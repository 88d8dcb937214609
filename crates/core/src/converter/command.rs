//! Toolkit backed by real command-line binaries.

use async_trait::async_trait;
use std::path::{Path, PathBuf};

use super::config::ToolkitConfig;
use super::traits::MediaToolkit;
use super::types::WebpJob;
use crate::process::{run_command, ProcessError};

/// Runs `file`, `sha256sum`, `stat`, `df`, `cwebp` and `ffmpeg`.
pub struct CommandToolkit {
    config: ToolkitConfig,
}

impl CommandToolkit {
    /// Creates a new toolkit with the given configuration.
    pub fn new(config: ToolkitConfig) -> Self {
        Self { config }
    }

    /// Creates a toolkit with default configuration.
    pub fn with_defaults() -> Self {
        Self::new(ToolkitConfig::default())
    }

    pub fn config(&self) -> &ToolkitConfig {
        &self.config
    }

    /// Builds cwebp arguments for a still image.
    fn build_image_args(&self, job: &WebpJob) -> Vec<String> {
        let mut args = vec![
            "-quiet".to_string(),
            "-q".to_string(),
            job.options.quality.to_string(),
        ];

        // Height 0 keeps the aspect ratio
        if job.options.width > 0 {
            args.extend([
                "-resize".to_string(),
                job.options.width.to_string(),
                "0".to_string(),
            ]);
        }

        args.extend([
            job.input_path.to_string_lossy().to_string(),
            "-o".to_string(),
            job.output_path.to_string_lossy().to_string(),
        ]);
        args
    }

    /// Builds ffmpeg arguments for an animated WebP.
    fn build_video_args(&self, job: &WebpJob) -> Vec<String> {
        let mut args = vec![
            "-y".to_string(),
            "-i".to_string(),
            job.input_path.to_string_lossy().to_string(),
        ];

        // Duration cap
        if job.options.max_secs > 0 {
            args.extend(["-t".to_string(), job.options.max_secs.to_string()]);
        }

        // Scale down while maintaining aspect ratio, only if larger than max
        let width = if job.options.width > 0 {
            job.options.width
        } else {
            u32::MAX
        };
        let height = if job.options.height > 0 {
            job.options.height
        } else {
            u32::MAX
        };
        args.extend([
            "-vf".to_string(),
            format!(
                "scale='min({},iw)':'min({},ih)':force_original_aspect_ratio=decrease",
                width, height
            ),
        ]);

        args.extend([
            "-c:v".to_string(),
            "libwebp".to_string(),
            "-quality".to_string(),
            job.options.quality.to_string(),
            "-loop".to_string(),
            "0".to_string(),
            "-an".to_string(),
            "-loglevel".to_string(),
            self.config.ffmpeg_log_level.clone(),
        ]);

        args.push(job.output_path.to_string_lossy().to_string());
        args
    }

    /// Reads the mime type from `file --mime-type -b` output.
    fn parse_mime(output: &str) -> Option<String> {
        let mime = output.lines().next()?.trim();
        if mime.contains('/') {
            Some(mime.to_ascii_lowercase())
        } else {
            None
        }
    }

    /// Reads the digest from `<hex> <filename>` output.
    fn parse_hash(output: &str) -> Option<String> {
        let digest = output.split_whitespace().next()?;
        if !digest.is_empty() && digest.chars().all(|c| c.is_ascii_hexdigit()) {
            Some(digest.to_ascii_lowercase())
        } else {
            None
        }
    }

    /// Reads a byte count from `stat -c %s` output.
    fn parse_size(output: &str) -> Option<u64> {
        output.trim().parse().ok()
    }

    /// Reads available bytes from `df -B1 --output=avail` output (header line first).
    fn parse_free_space(output: &str) -> Option<u64> {
        output
            .lines()
            .map(str::trim)
            .filter(|l| !l.is_empty())
            .last()?
            .parse()
            .ok()
    }

    async fn probe(&self, program: &Path, args: &[String]) -> Result<String, ProcessError> {
        run_command(program, args, self.config.probe_timeout()).await
    }

    async fn encode(
        &self,
        program: &Path,
        args: &[String],
        job: &WebpJob,
    ) -> Result<PathBuf, ProcessError> {
        if let Some(parent) = job.output_path.parent() {
            tokio::fs::create_dir_all(parent)
                .await
                .map_err(|e| ProcessError::Io {
                    program: program.display().to_string(),
                    source: e,
                })?;
        }
        run_command(program, args, self.config.conversion_timeout()).await?;
        Ok(job.output_path.clone())
    }
}

fn path_arg(path: &Path) -> String {
    path.to_string_lossy().to_string()
}

#[async_trait]
impl MediaToolkit for CommandToolkit {
    fn name(&self) -> &str {
        "command"
    }

    async fn mime_type(&self, path: &Path) -> Result<String, ProcessError> {
        let program = &self.config.file_path;
        let args = ["--mime-type".to_string(), "-b".to_string(), path_arg(path)];
        let output = self.probe(program, &args).await?;
        Self::parse_mime(&output)
            .ok_or_else(|| ProcessError::unexpected_output(program.display().to_string(), output))
    }

    async fn hash(&self, path: &Path) -> Result<String, ProcessError> {
        let program = &self.config.hash_path;
        let output = self.probe(program, &[path_arg(path)]).await?;
        Self::parse_hash(&output)
            .ok_or_else(|| ProcessError::unexpected_output(program.display().to_string(), output))
    }

    async fn file_size(&self, path: &Path) -> Result<u64, ProcessError> {
        let program = &self.config.stat_path;
        let args = ["-c".to_string(), "%s".to_string(), path_arg(path)];
        let output = self.probe(program, &args).await?;
        Self::parse_size(&output)
            .ok_or_else(|| ProcessError::unexpected_output(program.display().to_string(), output))
    }

    async fn free_space(&self, dir: &Path) -> Result<u64, ProcessError> {
        let program = &self.config.df_path;
        let args = [
            "-B1".to_string(),
            "--output=avail".to_string(),
            path_arg(dir),
        ];
        let output = self.probe(program, &args).await?;
        Self::parse_free_space(&output)
            .ok_or_else(|| ProcessError::unexpected_output(program.display().to_string(), output))
    }

    async fn convert_image(&self, job: &WebpJob) -> Result<PathBuf, ProcessError> {
        let args = self.build_image_args(job);
        self.encode(&self.config.cwebp_path, &args, job).await
    }

    async fn convert_video(&self, job: &WebpJob) -> Result<PathBuf, ProcessError> {
        let args = self.build_video_args(job);
        self.encode(&self.config.ffmpeg_path, &args, job).await
    }

    async fn validate(&self) -> Result<(), ProcessError> {
        let checks: [(&PathBuf, &str); 3] = [
            (&self.config.file_path, "--version"),
            (&self.config.cwebp_path, "-version"),
            (&self.config.ffmpeg_path, "-version"),
        ];
        for (program, flag) in checks {
            self.probe(program, &[flag.to_string()]).await?;
        }
        Ok(())
    }
}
——
Exercise aim
All entries must come back exactly as they were written.

Response
repository 88d8dcb937214609
filename crates/core/src/converter/command.rs
//! Toolkit backed by real command-line binaries.

use async_trait::async_trait;
use std::path::{Path, PathBuf};

use super::config::ToolkitConfig;
use super::traits::MediaToolkit;
use super::types::WebpJob;
use crate::process::{run_command, ProcessError};

/// Runs `file`, `sha256sum`, `stat`, `df`, `cwebp` and `ffmpeg`.
pub struct CommandToolkit {
    config: ToolkitConfig,
}

impl CommandToolkit {
    /// Creates a new toolkit with the given configuration.
    pub fn new(config: ToolkitConfig) -> Self {
        Self { config }
    }

    /// Creates a toolkit with default configuration.
    pub fn with_defaults() -> Self {
        Self::new(ToolkitConfig::default())
    }

    pub fn config(&self) -> &ToolkitConfig {
        &self.config
    }

    /// Builds cwebp arguments for a still image.
    fn build_image_args(&self, job: &WebpJob) -> Vec<String> {
        let mut args = vec![
            "-quiet".to_string(),
            "-q".to_string(),
            job.options.quality.to_string(),
        ];

        // Height 0 keeps the aspect ratio
        if job.options.width > 0 {
            args.extend([
                "-resize".to_string(),
                job.options.width.to_string(),
                "0".to_string(),
            ]);
        }

        args.extend([
            job.input_path.to_string_lossy().to_string(),
            "-o".to_string(),
            job.output_path.to_string_lossy().to_string(),
        ]);
        args
    }

    /// Builds ffmpeg arguments for an animated WebP.
    fn build_video_args(&self, job: &WebpJob) -> Vec<String> {
        let mut args = vec![
            "-y".to_string(),
            "-i".to_string(),
            job.input_path.to_string_lossy().to_string(),
        ];

        // Duration cap
        if job.options.max_secs > 0 {
            args.extend(["-t".to_string(), job.options.max_secs.to_string()]);
        }

        // Scale down while maintaining aspect ratio, only if larger than max
        let width = if job.options.width > 0 {
            job.options.width
        } else {
            u32::MAX
        };
        let height = if job.options.height > 0 {
            job.options.height
        } else {
            u32::MAX
        };
        args.extend([
            "-vf".to_string(),
            format!(
                "scale='min({},iw)':'min({},ih)':force_original_aspect_ratio=decrease",
                width, height
            ),
        ]);

        args.extend([
            "-c:v".to_string(),
            "libwebp".to_string(),
            "-quality".to_string(),
            job.options.quality.to_string(),
            "-loop".to_string(),
            "0".to_string(),
            "-an".to_string(),
            "-loglevel".to_string(),
            self.config.ffmpeg_log_level.clone(),
        ]);

        args.push(job.output_path.to_string_lossy().to_string());
        args
    }

    /// Reads the mime type from `file --mime-type -b` output.
    fn parse_mime(output: &str) -> Option<String> {
        let mime = output.lines().next()?.trim();
        if mime.contains('/') {
            Some(mime.to_ascii_lowercase())
        } else {
            None
        }
    }

    /// Reads the digest from `<hex> <filename>` output.
    fn parse_hash(output: &str) -> Option<String> {
        let digest = output.split_whitespace().next()?;
        if !digest.is_empty() && digest.chars().all(|c| c.is_ascii_hexdigit()) {
            Some(digest.to_ascii_lowercase())
        } else {
            None
        }
    }

    /// Reads a byte count from `stat -c %s` output.
    fn parse_size(output: &str) -> Option<u64> {
        output.trim().parse().ok()
    }

    /// Reads available bytes from `df -B1 --output=avail` output (header line first).
    fn parse_free_space(output: &str) -> Option<u64> {
        output
            .lines()
            .map(str::trim)
            .filter(|l| !l.is_empty())
            .last()?
            .parse()
            .ok()
    }

    async fn probe(&self, program: &Path, args: &[String]) -> Result<String, ProcessError> {
        run_command(program, args, self.config.probe_timeout()).await
    }

    async fn encode(
        &self,
        program: &Path,
        args: &[String],
        job: &WebpJob,
    ) -> Result<PathBuf, ProcessError> {
        if let Some(parent) = job.output_path.parent() {
            tokio::fs::create_dir_all(parent)
                .await
                .map_err(|e| ProcessError::Io {
                    program: program.display().to_string(),
                    source: e,
                })?;
        }
        run_command(program, args, self.config.conversion_timeout()).await?;
        Ok(job.output_path.clone())
    }
}

fn path_arg(path: &Path) -> String {
    path.to_string_lossy().to_string()
}

#[async_trait]
impl MediaToolkit for CommandToolkit {
    fn name(&self) -> &str {
        "command"
    }

    async fn mime_type(&self, path: &Path) -> Result<String, ProcessError> {
        let program = &self.config.file_path;
        let args = ["--mime-type".to_string(), "-b".to_string(), path_arg(path)];
        let output = self.probe(program, &args).await?;
        Self::parse_mime(&output)
            .ok_or_else(|| ProcessError::unexpected_output(program.display().to_string(), output))
    }

    async fn hash(&self, path: &Path) -> Result<String, ProcessError> {
        let program = &self.config.hash_path;
        let output = self.probe(program, &[path_arg(path)]).await?;
        Self::parse_hash(&output)
            .ok_or_else(|| ProcessError::unexpected_output(program.display().to_string(), output))
    }

    async fn file_size(&self, path: &Path) -> Result<u64, ProcessError> {
        let program = &self.config.stat_path;
        let args = ["-c".to_string(), "%s".to_string(), path_arg(path)];
        let output = self.probe(program, &args).await?;
        Self::parse_size(&output)
            .ok_or_else(|| ProcessError::unexpected_output(program.display().to_string(), output))
    }

    async fn free_space(&self, dir: &Path) -> Result<u64, ProcessError> {
        let program = &self.config.df_path;
        let args = [
            "-B1".to_string(),
            "--output=avail".to_string(),
            path_arg(dir),
        ];
        let output = self.probe(program, &args).await?;
        Self::parse_free_space(&output)
            .ok_or_else(|| ProcessError::unexpected_output(program.display().to_string(), output))
    }

    async fn convert_image(&self, job: &WebpJob) -> Result<PathBuf, ProcessError> {
        let args = self.build_image_args(job);
        self.encode(&self.config.cwebp_path, &args, job).await
    }

    async fn convert_video(&self, job: &WebpJob) -> Result<PathBuf, ProcessError> {
        let args = self.build_video_args(job);
        self.encode(&self.config.ffmpeg_path, &args, job).await
    }

    async fn validate(&self) -> Result<(), ProcessError> {
        let checks: [(&PathBuf, &str); 3] = [
            (&self.config.file_path, "--version"),
            (&self.config.cwebp_path, "-version"),
            (&self.config.ffmpeg_path, "-version"),
        ];
        for (program, flag) in checks {
            self.probe(program, &[flag.to_string()]).await?;
        }
        Ok(())
    }
}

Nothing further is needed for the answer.